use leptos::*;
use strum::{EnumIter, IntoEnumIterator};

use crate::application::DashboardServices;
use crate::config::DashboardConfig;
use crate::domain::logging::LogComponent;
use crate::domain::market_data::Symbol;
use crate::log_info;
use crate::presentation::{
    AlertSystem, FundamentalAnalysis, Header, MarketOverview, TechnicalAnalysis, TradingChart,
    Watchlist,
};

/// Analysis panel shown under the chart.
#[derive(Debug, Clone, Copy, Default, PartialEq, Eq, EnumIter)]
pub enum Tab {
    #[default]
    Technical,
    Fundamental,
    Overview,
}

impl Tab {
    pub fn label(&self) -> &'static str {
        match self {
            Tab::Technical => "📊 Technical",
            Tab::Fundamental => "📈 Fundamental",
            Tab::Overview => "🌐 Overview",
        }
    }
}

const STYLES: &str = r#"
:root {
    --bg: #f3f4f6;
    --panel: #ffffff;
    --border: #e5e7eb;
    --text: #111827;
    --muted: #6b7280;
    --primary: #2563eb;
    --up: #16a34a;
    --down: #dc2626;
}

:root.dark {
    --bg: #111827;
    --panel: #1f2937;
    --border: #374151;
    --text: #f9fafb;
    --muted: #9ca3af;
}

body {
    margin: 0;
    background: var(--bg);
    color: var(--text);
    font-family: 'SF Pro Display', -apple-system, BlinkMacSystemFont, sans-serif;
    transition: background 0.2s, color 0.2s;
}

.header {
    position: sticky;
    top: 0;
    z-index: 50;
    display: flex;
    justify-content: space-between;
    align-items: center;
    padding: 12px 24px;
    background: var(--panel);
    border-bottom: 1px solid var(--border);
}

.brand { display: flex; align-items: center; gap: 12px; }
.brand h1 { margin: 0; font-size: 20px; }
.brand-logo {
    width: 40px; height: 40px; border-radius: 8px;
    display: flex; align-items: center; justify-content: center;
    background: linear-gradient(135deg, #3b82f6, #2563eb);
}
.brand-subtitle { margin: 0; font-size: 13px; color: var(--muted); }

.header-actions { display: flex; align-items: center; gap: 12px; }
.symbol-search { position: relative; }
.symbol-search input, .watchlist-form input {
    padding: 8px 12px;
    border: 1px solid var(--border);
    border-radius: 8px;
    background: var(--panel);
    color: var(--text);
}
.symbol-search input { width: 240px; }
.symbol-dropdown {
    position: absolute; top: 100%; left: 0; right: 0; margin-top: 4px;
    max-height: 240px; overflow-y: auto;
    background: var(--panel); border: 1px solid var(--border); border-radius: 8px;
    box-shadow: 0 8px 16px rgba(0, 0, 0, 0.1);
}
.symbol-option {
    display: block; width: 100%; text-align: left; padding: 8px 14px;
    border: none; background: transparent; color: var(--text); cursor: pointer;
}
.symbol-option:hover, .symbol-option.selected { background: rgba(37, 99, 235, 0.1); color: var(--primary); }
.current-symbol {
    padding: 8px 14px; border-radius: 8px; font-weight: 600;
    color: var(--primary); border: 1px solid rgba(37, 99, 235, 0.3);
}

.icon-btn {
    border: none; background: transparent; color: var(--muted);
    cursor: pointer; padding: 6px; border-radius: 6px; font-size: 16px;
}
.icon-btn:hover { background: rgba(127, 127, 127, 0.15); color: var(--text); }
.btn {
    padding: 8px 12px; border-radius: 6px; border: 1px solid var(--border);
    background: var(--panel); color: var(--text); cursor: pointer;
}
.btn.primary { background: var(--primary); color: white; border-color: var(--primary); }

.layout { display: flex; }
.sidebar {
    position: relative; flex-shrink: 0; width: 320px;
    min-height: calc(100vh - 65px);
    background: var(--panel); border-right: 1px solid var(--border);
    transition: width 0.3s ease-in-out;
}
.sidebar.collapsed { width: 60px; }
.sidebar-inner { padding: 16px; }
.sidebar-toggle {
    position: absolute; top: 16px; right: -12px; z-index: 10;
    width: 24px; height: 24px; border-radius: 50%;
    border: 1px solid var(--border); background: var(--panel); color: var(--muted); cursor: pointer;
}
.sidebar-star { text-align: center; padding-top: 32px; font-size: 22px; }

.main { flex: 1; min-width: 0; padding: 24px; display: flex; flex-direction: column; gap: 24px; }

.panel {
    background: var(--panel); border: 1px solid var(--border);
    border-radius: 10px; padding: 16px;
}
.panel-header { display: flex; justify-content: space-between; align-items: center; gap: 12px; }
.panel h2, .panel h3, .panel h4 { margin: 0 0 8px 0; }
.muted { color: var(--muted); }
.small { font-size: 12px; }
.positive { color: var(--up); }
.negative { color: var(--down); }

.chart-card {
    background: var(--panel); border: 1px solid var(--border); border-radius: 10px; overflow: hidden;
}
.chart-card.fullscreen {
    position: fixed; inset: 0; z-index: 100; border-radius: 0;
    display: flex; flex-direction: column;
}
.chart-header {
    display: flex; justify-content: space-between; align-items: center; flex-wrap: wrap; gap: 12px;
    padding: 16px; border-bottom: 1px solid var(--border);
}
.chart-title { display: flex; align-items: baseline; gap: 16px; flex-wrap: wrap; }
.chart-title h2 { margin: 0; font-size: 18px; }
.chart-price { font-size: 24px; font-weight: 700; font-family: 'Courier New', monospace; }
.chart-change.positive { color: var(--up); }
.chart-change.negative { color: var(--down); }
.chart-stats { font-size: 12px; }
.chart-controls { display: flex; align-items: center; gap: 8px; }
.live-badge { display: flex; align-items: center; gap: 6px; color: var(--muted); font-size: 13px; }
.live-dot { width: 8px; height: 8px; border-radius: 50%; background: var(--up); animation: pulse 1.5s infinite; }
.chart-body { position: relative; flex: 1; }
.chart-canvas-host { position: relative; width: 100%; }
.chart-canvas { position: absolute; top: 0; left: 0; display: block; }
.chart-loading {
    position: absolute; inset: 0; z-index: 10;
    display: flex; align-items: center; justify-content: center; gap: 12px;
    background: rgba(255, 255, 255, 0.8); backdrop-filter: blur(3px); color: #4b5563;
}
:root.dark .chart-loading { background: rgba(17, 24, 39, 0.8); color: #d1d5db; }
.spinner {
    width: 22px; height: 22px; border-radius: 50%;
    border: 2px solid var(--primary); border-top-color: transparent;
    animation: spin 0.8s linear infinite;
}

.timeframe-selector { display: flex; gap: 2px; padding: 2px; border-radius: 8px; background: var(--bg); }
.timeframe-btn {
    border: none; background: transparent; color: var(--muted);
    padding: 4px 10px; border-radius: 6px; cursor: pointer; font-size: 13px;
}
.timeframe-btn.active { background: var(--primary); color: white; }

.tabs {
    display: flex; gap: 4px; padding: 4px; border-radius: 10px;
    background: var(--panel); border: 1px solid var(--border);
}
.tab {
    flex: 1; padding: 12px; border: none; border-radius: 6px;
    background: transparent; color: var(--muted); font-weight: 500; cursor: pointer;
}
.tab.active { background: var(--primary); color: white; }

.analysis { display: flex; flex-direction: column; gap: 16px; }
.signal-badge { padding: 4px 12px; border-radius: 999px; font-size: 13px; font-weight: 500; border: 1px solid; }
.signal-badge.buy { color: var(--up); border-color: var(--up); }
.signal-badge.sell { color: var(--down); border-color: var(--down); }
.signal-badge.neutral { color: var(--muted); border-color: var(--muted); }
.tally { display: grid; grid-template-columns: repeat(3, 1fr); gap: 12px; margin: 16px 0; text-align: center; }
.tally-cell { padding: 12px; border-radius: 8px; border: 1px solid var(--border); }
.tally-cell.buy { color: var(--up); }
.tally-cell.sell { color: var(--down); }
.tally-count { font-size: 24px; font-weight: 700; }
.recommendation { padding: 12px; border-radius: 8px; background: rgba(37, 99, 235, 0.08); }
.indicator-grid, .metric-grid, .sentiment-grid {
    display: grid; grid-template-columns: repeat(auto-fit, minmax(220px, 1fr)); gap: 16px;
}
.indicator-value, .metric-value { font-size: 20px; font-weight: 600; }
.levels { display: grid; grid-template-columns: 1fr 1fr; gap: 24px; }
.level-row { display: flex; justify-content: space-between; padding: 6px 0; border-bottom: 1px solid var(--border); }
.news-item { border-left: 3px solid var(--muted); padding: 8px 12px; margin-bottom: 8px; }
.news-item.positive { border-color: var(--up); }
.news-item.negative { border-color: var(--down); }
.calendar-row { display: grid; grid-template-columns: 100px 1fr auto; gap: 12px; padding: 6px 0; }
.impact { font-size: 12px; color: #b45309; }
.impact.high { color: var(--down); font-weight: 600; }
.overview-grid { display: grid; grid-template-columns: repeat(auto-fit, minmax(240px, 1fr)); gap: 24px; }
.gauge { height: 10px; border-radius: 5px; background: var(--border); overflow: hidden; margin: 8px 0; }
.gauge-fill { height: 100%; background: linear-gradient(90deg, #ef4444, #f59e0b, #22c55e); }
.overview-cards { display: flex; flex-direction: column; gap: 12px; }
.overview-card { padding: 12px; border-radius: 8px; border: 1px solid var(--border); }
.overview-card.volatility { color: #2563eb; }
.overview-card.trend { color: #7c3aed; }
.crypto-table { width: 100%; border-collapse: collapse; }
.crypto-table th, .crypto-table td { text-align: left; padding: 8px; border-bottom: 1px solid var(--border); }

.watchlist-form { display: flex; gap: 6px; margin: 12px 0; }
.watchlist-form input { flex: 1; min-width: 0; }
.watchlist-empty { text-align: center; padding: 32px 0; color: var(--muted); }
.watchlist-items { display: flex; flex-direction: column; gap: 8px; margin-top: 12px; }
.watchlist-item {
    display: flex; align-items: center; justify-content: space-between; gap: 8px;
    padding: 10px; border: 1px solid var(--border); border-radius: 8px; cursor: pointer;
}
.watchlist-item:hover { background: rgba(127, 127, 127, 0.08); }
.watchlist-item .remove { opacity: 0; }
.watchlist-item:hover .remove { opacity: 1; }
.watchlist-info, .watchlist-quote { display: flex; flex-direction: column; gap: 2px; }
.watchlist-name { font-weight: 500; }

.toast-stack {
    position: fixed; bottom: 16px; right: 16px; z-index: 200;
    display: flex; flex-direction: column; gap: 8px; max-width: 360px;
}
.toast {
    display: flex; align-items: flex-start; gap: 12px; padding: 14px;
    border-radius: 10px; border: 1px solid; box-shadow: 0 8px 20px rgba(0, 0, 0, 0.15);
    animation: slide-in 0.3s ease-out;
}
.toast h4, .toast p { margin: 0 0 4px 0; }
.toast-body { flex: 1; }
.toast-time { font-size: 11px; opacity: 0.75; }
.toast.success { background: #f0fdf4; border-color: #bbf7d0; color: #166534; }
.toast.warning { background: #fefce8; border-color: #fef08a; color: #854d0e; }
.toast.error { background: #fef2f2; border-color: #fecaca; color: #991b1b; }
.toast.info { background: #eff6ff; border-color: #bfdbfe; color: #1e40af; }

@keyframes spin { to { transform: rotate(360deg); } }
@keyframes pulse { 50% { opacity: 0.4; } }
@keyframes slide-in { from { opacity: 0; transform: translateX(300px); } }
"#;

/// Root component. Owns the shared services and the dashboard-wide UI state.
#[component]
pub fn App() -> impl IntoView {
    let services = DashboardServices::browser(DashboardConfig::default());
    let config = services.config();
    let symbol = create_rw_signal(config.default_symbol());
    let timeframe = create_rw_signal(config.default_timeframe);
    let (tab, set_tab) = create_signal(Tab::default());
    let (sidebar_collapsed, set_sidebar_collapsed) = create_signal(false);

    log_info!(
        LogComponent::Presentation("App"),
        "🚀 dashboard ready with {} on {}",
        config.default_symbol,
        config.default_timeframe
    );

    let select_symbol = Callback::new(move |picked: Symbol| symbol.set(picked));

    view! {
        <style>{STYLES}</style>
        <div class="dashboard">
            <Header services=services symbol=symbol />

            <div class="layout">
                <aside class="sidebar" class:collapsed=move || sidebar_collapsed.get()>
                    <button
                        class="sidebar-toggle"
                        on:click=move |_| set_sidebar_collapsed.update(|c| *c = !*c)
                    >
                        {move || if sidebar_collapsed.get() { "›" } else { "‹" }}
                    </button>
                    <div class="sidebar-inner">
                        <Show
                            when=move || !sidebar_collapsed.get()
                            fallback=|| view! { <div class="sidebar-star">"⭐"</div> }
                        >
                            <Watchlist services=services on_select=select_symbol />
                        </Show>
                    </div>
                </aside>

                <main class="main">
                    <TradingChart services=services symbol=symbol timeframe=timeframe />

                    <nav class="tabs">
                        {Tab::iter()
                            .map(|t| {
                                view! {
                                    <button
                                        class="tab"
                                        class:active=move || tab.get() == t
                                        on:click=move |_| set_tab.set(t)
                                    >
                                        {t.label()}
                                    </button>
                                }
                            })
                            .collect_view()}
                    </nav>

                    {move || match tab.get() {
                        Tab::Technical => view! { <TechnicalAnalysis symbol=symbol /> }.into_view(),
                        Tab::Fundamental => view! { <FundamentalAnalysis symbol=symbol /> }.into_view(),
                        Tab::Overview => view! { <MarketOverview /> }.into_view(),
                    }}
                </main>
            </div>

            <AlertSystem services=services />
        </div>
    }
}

● ● ● ●

EXERCISE BRIEF » Whenever a line in the listing above includes the word "position", return that line.

RESULT FOR THIS EXERCISE »
    position: sticky;
.symbol-search { position: relative; }
    position: absolute; top: 100%; left: 0; right: 0; margin-top: 4px;
    position: relative; flex-shrink: 0; width: 320px;
    position: absolute; top: 16px; right: -12px; z-index: 10;
    position: fixed; inset: 0; z-index: 100; border-radius: 0;
.chart-body { position: relative; flex: 1; }
.chart-canvas-host { position: relative; width: 100%; }
.chart-canvas { position: absolute; top: 0; left: 0; display: block; }
    position: absolute; inset: 0; z-index: 10;
    position: fixed; bottom: 16px; right: 16px; z-index: 200;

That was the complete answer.